▶ Data records:
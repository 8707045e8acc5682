//! Data preparation: chunked aggregation, contest tallies and the precinct
//! filter, end to end.

use crossvote_analysis::preparation::*;
use crossvote_core::config::{DegeneratePolicy, FilterConfig};
use crossvote_core::errors::InputError;
use proptest::prelude::*;

fn normalized(raw: &[f64]) -> Vec<f64> {
    let total: f64 = raw.iter().sum();
    if total > 0.0 {
        raw.iter().map(|v| v / total).collect()
    } else {
        raw.to_vec()
    }
}

#[test]
fn contest_to_dataset() {
    let president = ContestSpec::new(["Trump", "Harris"]);
    let senate = ContestSpec::new(["Budd", "Beasley"]);

    let registered: KeyedAggregate<u64> =
        [("P1", 100u64), ("P2", 200), ("P3", 50)].into_iter().collect();
    let rows = president.shares(
        &registered,
        &president.tally([
            VoteRecord::new("P1", "Trump", 40),
            VoteRecord::new("P1", "Harris", 40),
            VoteRecord::new("P2", "Trump", 100),
            VoteRecord::new("P2", "West", 20),
            VoteRecord::new("P3", "Trump", 60),
        ]),
    );
    let columns = senate.shares(
        &registered,
        &senate.tally([
            VoteRecord::new("P1", "Budd", 30),
            VoteRecord::new("P1", "Beasley", 45),
            VoteRecord::new("P2", "Budd", 110),
            VoteRecord::new("P3", "Beasley", 10),
        ]),
    );

    let (set, report) = PrecinctFilter::default()
        .apply(&registered, &rows, &columns)
        .unwrap();

    // P3 cast more presidential ballots than it has registered voters.
    assert_eq!(set.len(), 2);
    assert_eq!(set.rows(), 4);
    assert_eq!(set.columns(), 4);
    assert!(report
        .excluded
        .iter()
        .any(|(k, r)| k == "P3" && matches!(r, ExclusionReason::NegativeShare { side: "row", .. })));

    let p2 = &set.precincts()[1];
    assert_eq!(p2.id, "P2");
    assert_eq!(p2.population, 200);
    assert_eq!(p2.row_shares, vec![0.5, 0.0, 0.1, 0.4]);
    assert_eq!(p2.column_shares, vec![0.55, 0.0, 0.0, 0.45]);
}

#[test]
fn reject_policy_surfaces_inconsistent_sources() {
    let spec = ContestSpec::new(["A"]);
    let registered: KeyedAggregate<u64> = [("P1", 10u64), ("P2", 10)].into_iter().collect();
    let tally = spec.tally([VoteRecord::new("P1", "A", 5), VoteRecord::new("P2", "A", 50)]);
    let shares = spec.shares(&registered, &tally);

    let filter = PrecinctFilter::from_config(&FilterConfig {
        degenerate_policy: Some(DegeneratePolicy::Reject),
        ..Default::default()
    });
    let err = filter.apply(&registered, &shares, &shares).unwrap_err();
    assert!(matches!(err, InputError::DegenerateInput { ref precinct, .. } if precinct == "P2"));
}

proptest! {
    #[test]
    fn chunking_does_not_change_totals(
        records in proptest::collection::vec((0u8..6, 0u64..1000), 0..60),
        chunk_size in 1usize..10,
    ) {
        let whole: KeyedAggregate<u64> = records
            .iter()
            .map(|(k, v)| (format!("P{k}"), *v))
            .collect();
        let chunked = KeyedAggregate::fold_chunks(records.chunks(chunk_size).map(|chunk| {
            chunk
                .iter()
                .map(|(k, v)| (format!("P{k}"), *v))
                .collect::<KeyedAggregate<u64>>()
        }));
        prop_assert_eq!(whole, chunked);
    }

    #[test]
    fn filter_retains_only_usable_precincts(
        entries in proptest::collection::vec(
            (
                proptest::option::of(0u64..5),
                proptest::option::of(proptest::collection::vec(0.0f64..1.0, 3)),
                proptest::option::of(proptest::collection::vec(0.0f64..1.0, 2)),
            ),
            1..20,
        ),
    ) {
        let mut populations = KeyedAggregate::<u64>::new();
        let mut rows = ShareTable::new(3);
        let mut columns = ShareTable::new(2);
        for (i, (pop, row, col)) in entries.iter().enumerate() {
            let key = format!("P{i:02}");
            if let Some(n) = pop {
                populations.add(key.clone(), *n);
            }
            if let Some(r) = row {
                rows.insert(key.clone(), normalized(r));
            }
            if let Some(c) = col {
                columns.insert(key, normalized(c));
            }
        }

        match PrecinctFilter::default().apply(&populations, &rows, &columns) {
            Ok((set, report)) => {
                prop_assert!(!set.is_empty());
                prop_assert_eq!(report.retained, set.len());
                for p in set.precincts() {
                    prop_assert!(p.population > 0);
                    prop_assert_eq!(populations.get(&p.id), Some(&p.population));
                    prop_assert!(rows.get(&p.id).is_some());
                    prop_assert!(columns.get(&p.id).is_some());
                    let row_sum: f64 = p.row_shares.iter().sum();
                    let col_sum: f64 = p.column_shares.iter().sum();
                    prop_assert!((row_sum - 1.0).abs() < 1e-6);
                    prop_assert!((col_sum - 1.0).abs() < 1e-6);
                    prop_assert!(p.row_shares.iter().chain(&p.column_shares).all(|s| s.is_finite() && *s >= 0.0));
                }
                // Every key seen in either share source is accounted for once.
                let mut keys: Vec<&str> = rows.iter().map(|(k, _)| k).collect();
                keys.extend(columns.iter().map(|(k, _)| k).filter(|k| rows.get(k).is_none()));
                prop_assert_eq!(keys.len(), set.len() + report.excluded.len());
            }
            Err(InputError::EmptyDataset { .. }) => {
                let usable = entries.iter().any(|(pop, row, col)| {
                    matches!(pop, Some(n) if *n > 0)
                        && matches!(row, Some(r) if r.iter().sum::<f64>() > 0.0)
                        && matches!(col, Some(c) if c.iter().sum::<f64>() > 0.0)
                });
                prop_assert!(!usable);
            }
            Err(other) => prop_assert!(false, "unexpected error {other}"),
        }
    }
}
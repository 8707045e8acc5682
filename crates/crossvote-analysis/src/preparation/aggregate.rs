//! Precinct-keyed partial totals with an associative combine.
//!
//! Input arrives in chunks of arbitrary size; each chunk is reduced to a
//! `KeyedAggregate` and the partials are merged. Merge is associative and
//! commutative, so the result does not depend on chunking.

use std::collections::BTreeMap;

/// Associative in-place combine.
pub trait Combine {
    fn combine(&mut self, other: Self);
}

impl Combine for u64 {
    fn combine(&mut self, other: Self) {
        *self = self.saturating_add(other);
    }
}

impl Combine for f64 {
    fn combine(&mut self, other: Self) {
        *self += other;
    }
}

/// Element-wise sum; the shorter vector is zero-extended.
impl Combine for Vec<f64> {
    fn combine(&mut self, other: Self) {
        if other.len() > self.len() {
            self.resize(other.len(), 0.0);
        }
        for (a, b) in self.iter_mut().zip(other) {
            *a += b;
        }
    }
}

/// Ordered map from precinct key to a combinable partial total.
#[derive(Debug, Clone, PartialEq)]
pub struct KeyedAggregate<V> {
    entries: BTreeMap<String, V>,
}

impl<V> Default for KeyedAggregate<V> {
    fn default() -> Self {
        Self {
            entries: BTreeMap::new(),
        }
    }
}

impl<V: Combine> KeyedAggregate<V> {
    pub fn new() -> Self {
        Self::default()
    }

    /// Add a value under `key`, combining with any existing total.
    pub fn add(&mut self, key: impl Into<String>, value: V) {
        use std::collections::btree_map::Entry;
        match self.entries.entry(key.into()) {
            Entry::Occupied(mut slot) => slot.get_mut().combine(value),
            Entry::Vacant(slot) => {
                slot.insert(value);
            }
        }
    }

    /// Merge another partial aggregate into this one.
    pub fn merge(&mut self, other: Self) {
        for (key, value) in other.entries {
            self.add(key, value);
        }
    }

    /// Reduce a sequence of chunk aggregates.
    pub fn fold_chunks<I>(chunks: I) -> Self
    where
        I: IntoIterator<Item = Self>,
    {
        chunks.into_iter().fold(Self::new(), |mut acc, chunk| {
            acc.merge(chunk);
            acc
        })
    }

    pub fn get(&self, key: &str) -> Option<&V> {
        self.entries.get(key)
    }

    pub fn len(&self) -> usize {
        self.entries.len()
    }

    pub fn is_empty(&self) -> bool {
        self.entries.is_empty()
    }

    /// Iterate in key order.
    pub fn iter(&self) -> impl Iterator<Item = (&str, &V)> {
        self.entries.iter().map(|(k, v)| (k.as_str(), v))
    }

    pub fn into_inner(self) -> BTreeMap<String, V> {
        self.entries
    }
}

impl<V: Combine, K: Into<String>> FromIterator<(K, V)> for KeyedAggregate<V> {
    fn from_iter<I: IntoIterator<Item = (K, V)>>(iter: I) -> Self {
        let mut agg = Self::new();
        for (k, v) in iter {
            agg.add(k, v);
        }
        agg
    }
}
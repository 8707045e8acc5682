//! Core domain types.

pub mod categories;
pub mod precinct;

pub use categories::CategorySet;
pub use precinct::{Precinct, PrecinctSet};
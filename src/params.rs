use std::path::{Path, PathBuf};

use tracing::debug;

use crate::builder::DEFAULT_MODULE_SIZE;
use crate::common::{BinQRError, BinQRResult, ECLevel};

/// A validated encode request. Only [`validate`] constructs one.
#[derive(Debug, PartialEq, Eq, Clone)]
pub struct EncodingParameters {
    input: PathBuf,
    output: PathBuf,
    ec_level: ECLevel,
    module_size: u32,
    overwrite: bool,
}

impl EncodingParameters {
    pub fn input(&self) -> &Path {
        &self.input
    }

    pub fn output(&self) -> &Path {
        &self.output
    }

    pub fn ec_level(&self) -> ECLevel {
        self.ec_level
    }

    pub fn module_size(&self) -> u32 {
        self.module_size
    }

    pub fn overwrite(&self) -> bool {
        self.overwrite
    }
}

/// Validates and normalizes an external encode request.
///
/// Absent `ec_level` defaults to M and absent `module_size` to 38. The output gate is checked
/// here, before any encoding work is done.
pub fn validate(
    input: impl Into<PathBuf>,
    output: impl Into<PathBuf>,
    ec_level: Option<&str>,
    module_size: Option<&str>,
    overwrite: bool,
) -> BinQRResult<EncodingParameters> {
    let (input, output) = (input.into(), output.into());

    let ec_level = ec_level.map(str::parse::<ECLevel>).transpose()?.unwrap_or_default();
    let module_size = module_size.map(parse_module_size).transpose()?.unwrap_or(DEFAULT_MODULE_SIZE);

    if !input.is_file() {
        return Err(BinQRError::io(
            &input,
            std::io::Error::new(std::io::ErrorKind::NotFound, "input file not found"),
        ));
    }
    if !overwrite && output.exists() {
        return Err(BinQRError::OutputExists(output));
    }

    let params = EncodingParameters { input, output, ec_level, module_size, overwrite };
    debug!("Validated {params:?}");
    Ok(params)
}

fn parse_module_size(text: &str) -> BinQRResult<u32> {
    match text.trim().parse::<u32>() {
        Ok(sz) if sz > 0 => Ok(sz),
        _ => Err(BinQRError::InvalidParameter(format!(
            "pixels per module must be a positive integer, got {text:?}"
        ))),
    }
}

#[cfg(test)]
mod validate_tests {
    use std::fs;

    use test_case::test_case;

    use super::validate;
    use crate::common::{BinQRError, ECLevel};

    fn workspace() -> (tempfile::TempDir, std::path::PathBuf, std::path::PathBuf) {
        let dir = tempfile::tempdir().unwrap();
        let input = dir.path().join("input.bin");
        fs::write(&input, b"payload").unwrap();
        let output = dir.path().join("output.png");
        (dir, input, output)
    }

    #[test]
    fn test_defaults() {
        let (_dir, input, output) = workspace();
        let params = validate(&input, &output, None, None, false).unwrap();
        assert_eq!(params.ec_level(), ECLevel::M);
        assert_eq!(params.module_size(), 38);
        assert!(!params.overwrite());
        assert_eq!(params.input(), input);
        assert_eq!(params.output(), output);
    }

    #[test]
    fn test_explicit() {
        let (_dir, input, output) = workspace();
        let params = validate(&input, &output, Some("h"), Some("12"), true).unwrap();
        assert_eq!(params.ec_level(), ECLevel::H);
        assert_eq!(params.module_size(), 12);
        assert!(params.overwrite());
    }

    #[test_case(Some("Z"), None ; "bad ec level")]
    #[test_case(None, Some("0") ; "zero pixels")]
    #[test_case(None, Some("-4") ; "negative pixels")]
    #[test_case(None, Some("big") ; "non numeric pixels")]
    #[test_case(None, Some("") ; "empty pixels")]
    fn test_invalid(ec_level: Option<&str>, module_size: Option<&str>) {
        let (_dir, input, output) = workspace();
        let res = validate(&input, &output, ec_level, module_size, false);
        assert!(matches!(res, Err(BinQRError::InvalidParameter(_))), "{res:?}");
    }

    #[test]
    fn test_output_exists() {
        let (_dir, input, output) = workspace();
        fs::write(&output, b"old").unwrap();

        match validate(&input, &output, None, None, false) {
            Err(BinQRError::OutputExists(p)) => assert_eq!(p, output),
            other => panic!("Expected OutputExists, got {other:?}"),
        }
        assert!(validate(&input, &output, None, None, true).is_ok());
    }

    #[test]
    fn test_missing_input() {
        let (dir, _input, output) = workspace();
        let res = validate(dir.path().join("nope.bin"), &output, None, None, false);
        assert!(matches!(res, Err(BinQRError::Io { .. })));
    }
}
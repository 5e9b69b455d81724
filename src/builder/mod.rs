mod qr;

pub use qr::{MAX_CANVAS_PIXELS, QR};

use image::GrayImage;
use qrcode::{bits::Bits, types::QrError, QrCode, Version};
use tracing::{debug, info};

use crate::common::{BinQRError, BinQRResult, ECLevel};

pub const DEFAULT_MODULE_SIZE: u32 = 38;

const MAX_VERSION: i16 = 40;

/// Encodes `payload` into a QR symbol image with `module_sz` pixels per module.
///
/// Fails with [`BinQRError::PayloadTooLarge`] when the payload exceeds the capacity of `ecl`
/// and with [`BinQRError::InvalidParameter`] when `module_sz` is zero or the image would be
/// larger than [`MAX_CANVAS_PIXELS`].
pub fn encode(payload: &[u8], ecl: ECLevel, module_sz: u32) -> BinQRResult<GrayImage> {
    if module_sz == 0 {
        return Err(BinQRError::InvalidParameter("module size must be a positive integer".into()));
    }
    let qr = QRBuilder::new(payload).ec_level(ecl).build()?;
    if qr.render_size(module_sz).is_none() {
        return Err(BinQRError::InvalidParameter(format!(
            "{module_sz} pixels per module is too large for a {0}x{0} module symbol",
            qr.width()
        )));
    }
    Ok(qr.render(module_sz))
}

pub struct QRBuilder<'a> {
    data: &'a [u8],
    ec_level: ECLevel,
}

impl<'a> QRBuilder<'a> {
    pub fn new(data: &'a [u8]) -> Self {
        Self { data, ec_level: ECLevel::M }
    }

    pub fn data(&mut self, data: &'a [u8]) -> &mut Self {
        self.data = data;
        self
    }

    pub fn ec_level(&mut self, ec_level: ECLevel) -> &mut Self {
        self.ec_level = ec_level;
        self
    }

    pub fn metadata(&self) -> String {
        format!(
            "{{ Size: {}, Ec level: {:?}, Capacity: {} }}",
            self.data.len(),
            self.ec_level,
            self.ec_level.capacity()
        )
    }
}

#[cfg(test)]
mod qrbuilder_util_tests {
    use super::QRBuilder;
    use crate::common::ECLevel;

    #[test]
    fn test_metadata() {
        let data = "Hello, world!".as_bytes();
        let mut qr_builder = QRBuilder::new(data);
        qr_builder.ec_level(ECLevel::L);
        assert_eq!(qr_builder.metadata(), "{ Size: 13, Ec level: L, Capacity: 2953 }");
        qr_builder.ec_level(ECLevel::H);
        assert_eq!(qr_builder.metadata(), "{ Size: 13, Ec level: H, Capacity: 1273 }");
    }
}

impl QRBuilder<'_> {
    pub fn build(&self) -> BinQRResult<QR> {
        debug!("Generating QR {}...", self.metadata());
        self.ec_level.check_capacity(self.data.len())?;

        debug!("Finding smallest version...");
        let (ver, bits) = self.fit_version()?;

        debug!("Constructing QR with version {ver}...");
        let code = QrCode::with_bits(bits, self.ec_level.into())
            .map_err(|e| BinQRError::InvalidParameter(format!("cannot construct symbol: {e}")))?;
        let qr = QR::from_code(&code, ver, self.ec_level);

        info!(
            "QR generated: {} bytes, version {}, width {} modules, {} dark modules",
            self.data.len(),
            ver,
            qr.width(),
            qr.count_dark_modules()
        );
        Ok(qr)
    }

    // Writes the whole payload as one byte segment into the smallest version that holds it
    fn fit_version(&self) -> BinQRResult<(i16, Bits)> {
        let ecl: qrcode::EcLevel = self.ec_level.into();
        for v in 1..=MAX_VERSION {
            let mut bits = Bits::new(Version::Normal(v));
            let pushed = bits.push_byte_data(self.data).and_then(|_| bits.push_terminator(ecl));
            match pushed {
                Ok(()) => return Ok((v, bits)),
                Err(QrError::DataTooLong) => continue,
                Err(e) => {
                    return Err(BinQRError::InvalidParameter(format!("cannot encode payload: {e}")))
                }
            }
        }
        Err(BinQRError::PayloadTooLarge { limit: self.ec_level.capacity(), actual: self.data.len() })
    }
}
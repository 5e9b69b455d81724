use image::{GrayImage, Luma};
use imageproc::{
    contrast::{equalize_histogram, otsu_level},
    filter::gaussian_blur_f32,
};

const BLUR_SIGMA: f32 = 1.5;

// Preparation
//------------------------------------------------------------------------------

/// Greyscale transforms tried in order until the detector finds a decodable grid.
#[derive(Debug, PartialEq, Eq, Copy, Clone)]
pub enum Preparation {
    Raw,
    Equalized,
    Blurred,
    Otsu,
}

impl Preparation {
    pub const CASCADE: [Preparation; 4] = [Self::Raw, Self::Equalized, Self::Blurred, Self::Otsu];

    pub fn apply(self, img: &GrayImage) -> GrayImage {
        match self {
            Self::Raw => img.clone(),
            Self::Equalized => equalize_histogram(img),
            Self::Blurred => gaussian_blur_f32(img, BLUR_SIGMA),
            Self::Otsu => binarize(img, otsu_level(img)),
        }
    }
}

fn binarize(img: &GrayImage, thresh: u8) -> GrayImage {
    let mut out = img.clone();
    for p in out.pixels_mut() {
        *p = if p[0] > thresh { Luma([255]) } else { Luma([0]) };
    }
    out
}

#[cfg(test)]
mod prepare_tests {
    use image::{GrayImage, Luma};

    use super::{binarize, Preparation};

    fn gradient() -> GrayImage {
        GrayImage::from_fn(16, 16, |x, y| Luma([(x * 8 + y) as u8]))
    }

    #[test]
    fn test_binarize() {
        let img = gradient();
        let out = binarize(&img, 64);
        assert!(out.pixels().all(|p| p[0] == 0 || p[0] == 255));
        assert_eq!(out.get_pixel(0, 0)[0], 0);
        assert_eq!(out.get_pixel(15, 15)[0], 255);
    }

    #[test]
    fn test_cascade_keeps_dimensions() {
        let img = gradient();
        for prep in Preparation::CASCADE {
            assert_eq!(prep.apply(&img).dimensions(), img.dimensions(), "{prep:?}");
        }
    }

    #[test]
    fn test_raw_is_identity() {
        let img = gradient();
        assert_eq!(Preparation::Raw.apply(&img), img);
    }
}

▶ Your goal:
Look above for the line with "use super::QRBuilder;"; retype exactly that line, every line after it up to the line with "qr_builder.ec_level(ECLevel::L);", and that line too, nothing else.

▶ Solution:
    use super::QRBuilder;
    use crate::common::ECLevel;

    #[test]
    fn test_metadata() {
        let data = "Hello, world!".as_bytes();
        let mut qr_builder = QRBuilder::new(data);
        qr_builder.ec_level(ECLevel::L);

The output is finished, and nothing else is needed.